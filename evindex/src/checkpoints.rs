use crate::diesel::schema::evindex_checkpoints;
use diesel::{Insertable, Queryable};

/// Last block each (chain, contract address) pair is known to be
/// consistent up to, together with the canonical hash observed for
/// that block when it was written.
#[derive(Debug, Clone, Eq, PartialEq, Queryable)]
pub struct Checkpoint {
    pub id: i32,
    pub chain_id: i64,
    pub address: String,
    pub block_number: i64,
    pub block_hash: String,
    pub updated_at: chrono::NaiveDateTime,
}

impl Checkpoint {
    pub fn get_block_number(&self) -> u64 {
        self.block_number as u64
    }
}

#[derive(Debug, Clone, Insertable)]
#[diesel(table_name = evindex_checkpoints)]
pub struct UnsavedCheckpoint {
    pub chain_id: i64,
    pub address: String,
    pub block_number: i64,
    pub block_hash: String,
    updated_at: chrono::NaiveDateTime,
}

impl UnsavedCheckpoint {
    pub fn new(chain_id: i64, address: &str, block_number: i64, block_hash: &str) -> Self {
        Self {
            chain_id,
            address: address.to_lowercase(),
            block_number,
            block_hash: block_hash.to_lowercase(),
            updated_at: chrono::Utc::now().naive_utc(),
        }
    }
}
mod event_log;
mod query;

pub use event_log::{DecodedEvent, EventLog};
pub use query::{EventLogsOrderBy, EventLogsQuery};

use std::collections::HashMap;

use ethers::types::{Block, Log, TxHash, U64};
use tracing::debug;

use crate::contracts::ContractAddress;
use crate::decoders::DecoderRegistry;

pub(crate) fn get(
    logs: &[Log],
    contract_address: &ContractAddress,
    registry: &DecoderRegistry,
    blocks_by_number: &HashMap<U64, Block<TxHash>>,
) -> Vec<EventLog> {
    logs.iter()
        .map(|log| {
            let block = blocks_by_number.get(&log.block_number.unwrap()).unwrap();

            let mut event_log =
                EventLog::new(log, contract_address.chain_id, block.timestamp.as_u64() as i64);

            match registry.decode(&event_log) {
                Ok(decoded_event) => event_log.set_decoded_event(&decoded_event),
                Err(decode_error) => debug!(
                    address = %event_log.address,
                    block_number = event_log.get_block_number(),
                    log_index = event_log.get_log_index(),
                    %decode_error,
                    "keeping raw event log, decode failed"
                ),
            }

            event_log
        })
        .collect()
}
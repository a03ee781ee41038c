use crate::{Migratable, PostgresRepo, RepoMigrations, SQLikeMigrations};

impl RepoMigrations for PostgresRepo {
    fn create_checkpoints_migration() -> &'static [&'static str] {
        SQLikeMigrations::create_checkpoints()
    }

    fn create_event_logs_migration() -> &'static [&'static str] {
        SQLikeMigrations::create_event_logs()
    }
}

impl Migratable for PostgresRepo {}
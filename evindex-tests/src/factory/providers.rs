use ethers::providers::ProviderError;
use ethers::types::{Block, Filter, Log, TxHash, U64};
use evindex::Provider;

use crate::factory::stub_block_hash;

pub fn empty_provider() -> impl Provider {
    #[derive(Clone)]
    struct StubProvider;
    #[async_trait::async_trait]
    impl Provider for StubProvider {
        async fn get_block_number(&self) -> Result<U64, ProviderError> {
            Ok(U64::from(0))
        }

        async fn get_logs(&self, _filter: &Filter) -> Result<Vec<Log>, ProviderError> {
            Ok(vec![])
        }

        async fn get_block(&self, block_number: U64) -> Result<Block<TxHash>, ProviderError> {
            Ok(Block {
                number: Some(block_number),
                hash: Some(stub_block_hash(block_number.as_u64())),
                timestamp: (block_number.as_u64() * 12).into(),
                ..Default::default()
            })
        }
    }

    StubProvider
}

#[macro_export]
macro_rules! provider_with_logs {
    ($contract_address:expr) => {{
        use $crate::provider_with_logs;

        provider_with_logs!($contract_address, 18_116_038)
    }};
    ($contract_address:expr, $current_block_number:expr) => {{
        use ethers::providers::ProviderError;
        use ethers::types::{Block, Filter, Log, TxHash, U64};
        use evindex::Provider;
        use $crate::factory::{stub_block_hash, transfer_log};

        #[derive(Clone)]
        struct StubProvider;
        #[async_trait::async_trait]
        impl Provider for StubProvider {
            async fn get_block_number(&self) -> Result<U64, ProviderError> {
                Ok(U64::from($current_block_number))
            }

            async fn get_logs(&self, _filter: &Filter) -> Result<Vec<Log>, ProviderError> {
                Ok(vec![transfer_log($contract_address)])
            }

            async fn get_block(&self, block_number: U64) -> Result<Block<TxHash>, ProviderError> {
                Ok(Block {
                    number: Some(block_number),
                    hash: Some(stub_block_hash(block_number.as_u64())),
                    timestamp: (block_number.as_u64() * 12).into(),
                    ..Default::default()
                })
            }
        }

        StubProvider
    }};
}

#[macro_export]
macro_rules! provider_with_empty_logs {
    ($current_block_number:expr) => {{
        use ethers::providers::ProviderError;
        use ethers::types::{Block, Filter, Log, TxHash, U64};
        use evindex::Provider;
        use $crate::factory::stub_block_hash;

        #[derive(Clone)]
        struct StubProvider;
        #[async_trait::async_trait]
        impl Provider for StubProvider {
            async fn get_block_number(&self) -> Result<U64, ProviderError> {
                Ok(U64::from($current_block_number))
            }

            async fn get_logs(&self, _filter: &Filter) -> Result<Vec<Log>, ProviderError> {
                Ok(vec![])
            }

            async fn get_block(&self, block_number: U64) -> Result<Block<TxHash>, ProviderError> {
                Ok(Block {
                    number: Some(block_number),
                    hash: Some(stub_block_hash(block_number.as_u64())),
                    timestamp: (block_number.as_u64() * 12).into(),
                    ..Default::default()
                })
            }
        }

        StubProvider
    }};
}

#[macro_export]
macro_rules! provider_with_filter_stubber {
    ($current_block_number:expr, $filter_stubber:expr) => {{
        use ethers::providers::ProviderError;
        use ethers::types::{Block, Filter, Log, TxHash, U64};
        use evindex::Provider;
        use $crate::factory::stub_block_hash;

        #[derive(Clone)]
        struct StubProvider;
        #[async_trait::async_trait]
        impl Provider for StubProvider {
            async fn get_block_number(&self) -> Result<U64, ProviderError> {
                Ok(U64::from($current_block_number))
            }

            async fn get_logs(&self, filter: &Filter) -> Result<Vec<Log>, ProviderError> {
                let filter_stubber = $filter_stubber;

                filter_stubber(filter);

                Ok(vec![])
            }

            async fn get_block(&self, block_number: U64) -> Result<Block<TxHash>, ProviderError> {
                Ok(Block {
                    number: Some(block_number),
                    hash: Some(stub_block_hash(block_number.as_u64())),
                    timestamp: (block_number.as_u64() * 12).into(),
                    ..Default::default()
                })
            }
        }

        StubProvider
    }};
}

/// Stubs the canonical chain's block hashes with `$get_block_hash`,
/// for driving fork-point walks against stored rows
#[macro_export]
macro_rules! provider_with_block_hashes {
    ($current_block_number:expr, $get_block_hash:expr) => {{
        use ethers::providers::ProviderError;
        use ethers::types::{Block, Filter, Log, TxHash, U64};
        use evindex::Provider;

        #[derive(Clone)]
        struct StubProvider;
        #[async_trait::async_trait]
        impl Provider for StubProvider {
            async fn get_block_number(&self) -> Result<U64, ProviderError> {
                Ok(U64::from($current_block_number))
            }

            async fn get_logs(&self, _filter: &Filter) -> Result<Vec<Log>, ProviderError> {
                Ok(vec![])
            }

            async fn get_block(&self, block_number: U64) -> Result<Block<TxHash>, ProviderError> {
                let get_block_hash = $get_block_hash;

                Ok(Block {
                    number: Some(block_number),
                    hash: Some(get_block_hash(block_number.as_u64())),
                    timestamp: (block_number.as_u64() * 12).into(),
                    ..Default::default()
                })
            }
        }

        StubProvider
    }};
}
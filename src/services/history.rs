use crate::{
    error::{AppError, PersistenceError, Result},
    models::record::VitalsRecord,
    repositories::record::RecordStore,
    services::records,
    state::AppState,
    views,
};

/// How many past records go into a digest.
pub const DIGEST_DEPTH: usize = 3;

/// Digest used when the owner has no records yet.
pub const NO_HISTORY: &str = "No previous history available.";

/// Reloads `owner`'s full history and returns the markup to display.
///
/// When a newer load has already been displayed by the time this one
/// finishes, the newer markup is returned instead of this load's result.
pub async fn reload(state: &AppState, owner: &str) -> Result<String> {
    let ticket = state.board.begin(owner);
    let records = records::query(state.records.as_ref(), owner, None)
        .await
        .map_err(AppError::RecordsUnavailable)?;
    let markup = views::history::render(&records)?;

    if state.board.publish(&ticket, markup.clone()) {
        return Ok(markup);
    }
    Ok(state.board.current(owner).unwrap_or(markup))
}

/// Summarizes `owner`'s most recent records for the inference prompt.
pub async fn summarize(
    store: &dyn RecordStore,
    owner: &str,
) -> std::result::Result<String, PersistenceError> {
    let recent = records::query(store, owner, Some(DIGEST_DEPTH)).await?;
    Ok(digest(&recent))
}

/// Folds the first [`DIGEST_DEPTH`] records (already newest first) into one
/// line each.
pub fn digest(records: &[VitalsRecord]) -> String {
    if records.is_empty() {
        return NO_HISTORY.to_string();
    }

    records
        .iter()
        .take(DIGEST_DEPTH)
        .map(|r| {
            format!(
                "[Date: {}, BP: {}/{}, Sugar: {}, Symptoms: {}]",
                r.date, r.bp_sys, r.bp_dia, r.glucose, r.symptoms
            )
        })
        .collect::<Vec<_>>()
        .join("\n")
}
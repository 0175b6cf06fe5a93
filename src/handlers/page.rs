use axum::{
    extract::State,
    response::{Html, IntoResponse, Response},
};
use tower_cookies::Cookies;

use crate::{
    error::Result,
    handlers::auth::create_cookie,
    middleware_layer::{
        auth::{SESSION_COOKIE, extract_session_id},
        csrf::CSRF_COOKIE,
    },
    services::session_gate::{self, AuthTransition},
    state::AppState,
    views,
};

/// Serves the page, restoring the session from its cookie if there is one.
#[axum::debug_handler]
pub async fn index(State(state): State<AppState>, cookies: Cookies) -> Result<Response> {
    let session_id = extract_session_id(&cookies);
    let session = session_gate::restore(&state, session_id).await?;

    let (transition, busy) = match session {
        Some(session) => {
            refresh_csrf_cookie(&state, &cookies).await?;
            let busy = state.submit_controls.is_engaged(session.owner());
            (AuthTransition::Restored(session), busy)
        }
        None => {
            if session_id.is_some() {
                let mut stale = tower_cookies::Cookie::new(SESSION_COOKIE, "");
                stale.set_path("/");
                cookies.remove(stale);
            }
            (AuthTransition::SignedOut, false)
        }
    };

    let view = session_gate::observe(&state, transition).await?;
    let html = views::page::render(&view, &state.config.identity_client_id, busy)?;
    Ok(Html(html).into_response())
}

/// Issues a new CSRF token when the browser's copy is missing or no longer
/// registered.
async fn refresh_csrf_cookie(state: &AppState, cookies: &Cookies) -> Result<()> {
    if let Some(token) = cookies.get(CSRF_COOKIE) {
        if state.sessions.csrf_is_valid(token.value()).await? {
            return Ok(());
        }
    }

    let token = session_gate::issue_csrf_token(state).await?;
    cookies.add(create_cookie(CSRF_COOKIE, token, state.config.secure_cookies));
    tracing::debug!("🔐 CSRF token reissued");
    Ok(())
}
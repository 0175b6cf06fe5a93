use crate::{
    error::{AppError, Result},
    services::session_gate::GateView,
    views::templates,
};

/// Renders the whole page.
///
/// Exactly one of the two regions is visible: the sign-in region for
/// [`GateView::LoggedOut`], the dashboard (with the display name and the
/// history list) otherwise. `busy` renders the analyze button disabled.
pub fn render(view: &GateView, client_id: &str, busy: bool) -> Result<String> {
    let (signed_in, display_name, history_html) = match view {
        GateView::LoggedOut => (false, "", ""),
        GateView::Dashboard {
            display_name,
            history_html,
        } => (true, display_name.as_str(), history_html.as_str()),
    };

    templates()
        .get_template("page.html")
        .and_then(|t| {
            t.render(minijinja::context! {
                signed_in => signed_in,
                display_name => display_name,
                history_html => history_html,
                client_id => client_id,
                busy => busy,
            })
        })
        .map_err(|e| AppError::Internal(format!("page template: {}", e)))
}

• • •

▸ Work required
Write the number of lines in the listing above that contain the word "page". No other text should appear.

▸ Problem solution
6